▸ **PROBLEM TO WORK ON**
Some lines hold the string "core". Copy all of them from the material that follows.
───
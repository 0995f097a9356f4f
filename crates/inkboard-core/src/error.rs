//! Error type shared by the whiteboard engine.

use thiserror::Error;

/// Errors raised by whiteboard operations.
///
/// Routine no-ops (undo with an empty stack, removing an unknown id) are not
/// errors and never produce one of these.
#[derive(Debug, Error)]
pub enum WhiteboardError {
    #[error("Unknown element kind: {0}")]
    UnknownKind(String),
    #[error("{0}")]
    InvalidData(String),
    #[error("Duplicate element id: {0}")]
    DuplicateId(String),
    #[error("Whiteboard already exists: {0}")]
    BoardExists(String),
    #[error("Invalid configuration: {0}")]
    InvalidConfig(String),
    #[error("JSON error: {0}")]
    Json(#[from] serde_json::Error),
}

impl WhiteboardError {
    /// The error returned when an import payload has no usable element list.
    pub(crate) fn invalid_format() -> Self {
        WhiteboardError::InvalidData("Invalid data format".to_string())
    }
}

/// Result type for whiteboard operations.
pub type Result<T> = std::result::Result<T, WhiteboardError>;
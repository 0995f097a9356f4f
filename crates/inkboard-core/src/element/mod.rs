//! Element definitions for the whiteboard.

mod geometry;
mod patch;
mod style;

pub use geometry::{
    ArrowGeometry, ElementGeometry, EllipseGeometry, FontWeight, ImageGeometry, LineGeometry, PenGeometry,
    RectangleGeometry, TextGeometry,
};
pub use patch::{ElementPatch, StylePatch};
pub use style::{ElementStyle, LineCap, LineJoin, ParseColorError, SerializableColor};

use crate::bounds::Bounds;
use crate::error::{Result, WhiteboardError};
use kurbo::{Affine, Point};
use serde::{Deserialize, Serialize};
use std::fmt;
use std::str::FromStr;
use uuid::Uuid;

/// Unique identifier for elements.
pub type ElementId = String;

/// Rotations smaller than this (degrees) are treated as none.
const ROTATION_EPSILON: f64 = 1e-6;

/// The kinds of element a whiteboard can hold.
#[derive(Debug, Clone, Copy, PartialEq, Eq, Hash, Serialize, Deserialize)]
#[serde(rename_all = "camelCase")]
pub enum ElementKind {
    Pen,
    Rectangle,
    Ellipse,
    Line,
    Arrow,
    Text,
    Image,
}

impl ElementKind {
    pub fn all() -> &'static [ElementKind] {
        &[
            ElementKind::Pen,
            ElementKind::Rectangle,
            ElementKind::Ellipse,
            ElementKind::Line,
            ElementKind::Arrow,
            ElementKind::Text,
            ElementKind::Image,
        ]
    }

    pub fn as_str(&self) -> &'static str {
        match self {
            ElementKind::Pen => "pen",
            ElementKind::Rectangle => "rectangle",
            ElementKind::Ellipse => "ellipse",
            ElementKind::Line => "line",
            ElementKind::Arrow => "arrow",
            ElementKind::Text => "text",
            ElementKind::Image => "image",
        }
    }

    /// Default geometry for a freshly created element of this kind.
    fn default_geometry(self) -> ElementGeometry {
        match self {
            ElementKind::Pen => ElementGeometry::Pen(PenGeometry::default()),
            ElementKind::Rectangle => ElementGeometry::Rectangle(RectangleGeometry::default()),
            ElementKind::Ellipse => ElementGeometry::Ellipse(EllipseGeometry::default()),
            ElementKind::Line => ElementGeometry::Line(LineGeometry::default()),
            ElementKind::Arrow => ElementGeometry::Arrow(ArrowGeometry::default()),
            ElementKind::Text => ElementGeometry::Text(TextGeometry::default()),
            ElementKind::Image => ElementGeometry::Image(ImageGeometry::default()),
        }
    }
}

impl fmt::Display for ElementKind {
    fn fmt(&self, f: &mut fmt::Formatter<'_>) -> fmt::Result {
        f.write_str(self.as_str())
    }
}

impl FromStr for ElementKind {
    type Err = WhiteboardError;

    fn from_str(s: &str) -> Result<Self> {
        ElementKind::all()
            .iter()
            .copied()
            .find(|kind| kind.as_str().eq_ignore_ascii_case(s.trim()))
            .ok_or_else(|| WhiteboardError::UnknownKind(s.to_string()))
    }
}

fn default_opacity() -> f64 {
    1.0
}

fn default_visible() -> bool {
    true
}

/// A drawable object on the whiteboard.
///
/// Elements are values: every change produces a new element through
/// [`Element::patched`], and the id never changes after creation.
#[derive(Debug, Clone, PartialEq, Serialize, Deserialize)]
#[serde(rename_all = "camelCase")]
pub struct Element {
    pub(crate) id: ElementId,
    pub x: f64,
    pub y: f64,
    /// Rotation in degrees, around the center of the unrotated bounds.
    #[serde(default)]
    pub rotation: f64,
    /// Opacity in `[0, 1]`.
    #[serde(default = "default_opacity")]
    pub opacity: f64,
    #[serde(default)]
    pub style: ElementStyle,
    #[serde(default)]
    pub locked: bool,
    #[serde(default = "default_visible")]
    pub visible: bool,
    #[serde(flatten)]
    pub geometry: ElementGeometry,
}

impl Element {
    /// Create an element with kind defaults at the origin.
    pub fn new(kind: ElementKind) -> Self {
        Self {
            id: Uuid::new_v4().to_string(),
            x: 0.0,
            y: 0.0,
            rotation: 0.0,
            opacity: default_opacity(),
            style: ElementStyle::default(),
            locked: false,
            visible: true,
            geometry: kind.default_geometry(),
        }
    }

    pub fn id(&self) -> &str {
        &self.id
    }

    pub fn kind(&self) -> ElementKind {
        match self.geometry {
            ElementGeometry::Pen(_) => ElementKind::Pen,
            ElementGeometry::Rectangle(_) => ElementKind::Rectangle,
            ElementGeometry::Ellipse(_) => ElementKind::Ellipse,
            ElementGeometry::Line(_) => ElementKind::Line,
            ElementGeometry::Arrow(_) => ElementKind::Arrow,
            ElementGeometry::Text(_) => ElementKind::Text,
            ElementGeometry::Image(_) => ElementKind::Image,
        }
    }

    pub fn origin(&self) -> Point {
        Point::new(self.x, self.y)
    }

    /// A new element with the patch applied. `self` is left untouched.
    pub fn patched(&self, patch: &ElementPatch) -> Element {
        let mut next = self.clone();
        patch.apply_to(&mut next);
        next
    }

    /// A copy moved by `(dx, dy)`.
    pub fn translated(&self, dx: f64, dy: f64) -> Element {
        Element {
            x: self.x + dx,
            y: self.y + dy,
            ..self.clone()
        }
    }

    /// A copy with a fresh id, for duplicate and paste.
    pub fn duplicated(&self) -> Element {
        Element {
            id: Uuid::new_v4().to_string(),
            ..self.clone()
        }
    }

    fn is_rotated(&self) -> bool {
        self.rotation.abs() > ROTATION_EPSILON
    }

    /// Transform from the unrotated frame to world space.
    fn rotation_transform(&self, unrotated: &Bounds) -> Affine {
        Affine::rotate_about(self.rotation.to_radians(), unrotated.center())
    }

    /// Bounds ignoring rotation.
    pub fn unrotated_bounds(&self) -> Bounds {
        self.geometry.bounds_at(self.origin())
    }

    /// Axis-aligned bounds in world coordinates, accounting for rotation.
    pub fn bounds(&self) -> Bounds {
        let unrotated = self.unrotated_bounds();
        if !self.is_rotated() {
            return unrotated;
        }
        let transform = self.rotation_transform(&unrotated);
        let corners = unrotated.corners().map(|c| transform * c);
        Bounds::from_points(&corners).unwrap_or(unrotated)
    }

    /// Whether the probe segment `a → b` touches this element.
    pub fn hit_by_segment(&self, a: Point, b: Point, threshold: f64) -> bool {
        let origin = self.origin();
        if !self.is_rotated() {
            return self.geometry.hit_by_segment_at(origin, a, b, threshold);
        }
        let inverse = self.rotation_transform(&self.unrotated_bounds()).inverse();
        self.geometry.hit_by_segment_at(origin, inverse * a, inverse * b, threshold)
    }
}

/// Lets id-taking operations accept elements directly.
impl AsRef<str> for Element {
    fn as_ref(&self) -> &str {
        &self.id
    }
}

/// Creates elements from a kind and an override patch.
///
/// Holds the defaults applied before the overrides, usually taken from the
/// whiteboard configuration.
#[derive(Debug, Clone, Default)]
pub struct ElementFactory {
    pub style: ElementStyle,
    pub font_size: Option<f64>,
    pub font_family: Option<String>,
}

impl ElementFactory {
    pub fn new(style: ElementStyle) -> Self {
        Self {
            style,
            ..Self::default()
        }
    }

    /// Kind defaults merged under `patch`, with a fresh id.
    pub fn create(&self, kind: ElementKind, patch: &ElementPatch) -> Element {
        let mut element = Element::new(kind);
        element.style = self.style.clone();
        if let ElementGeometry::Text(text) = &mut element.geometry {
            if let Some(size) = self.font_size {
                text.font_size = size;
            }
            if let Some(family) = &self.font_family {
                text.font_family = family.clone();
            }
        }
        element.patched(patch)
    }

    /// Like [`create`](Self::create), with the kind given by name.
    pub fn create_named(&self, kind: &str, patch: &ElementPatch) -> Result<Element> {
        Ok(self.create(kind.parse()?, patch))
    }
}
───
▸ **SOLUTION TO THIS TASK**
filename crates/inkboard-core/src/error.rs
filename crates/inkboard-core/src/element/mod.rs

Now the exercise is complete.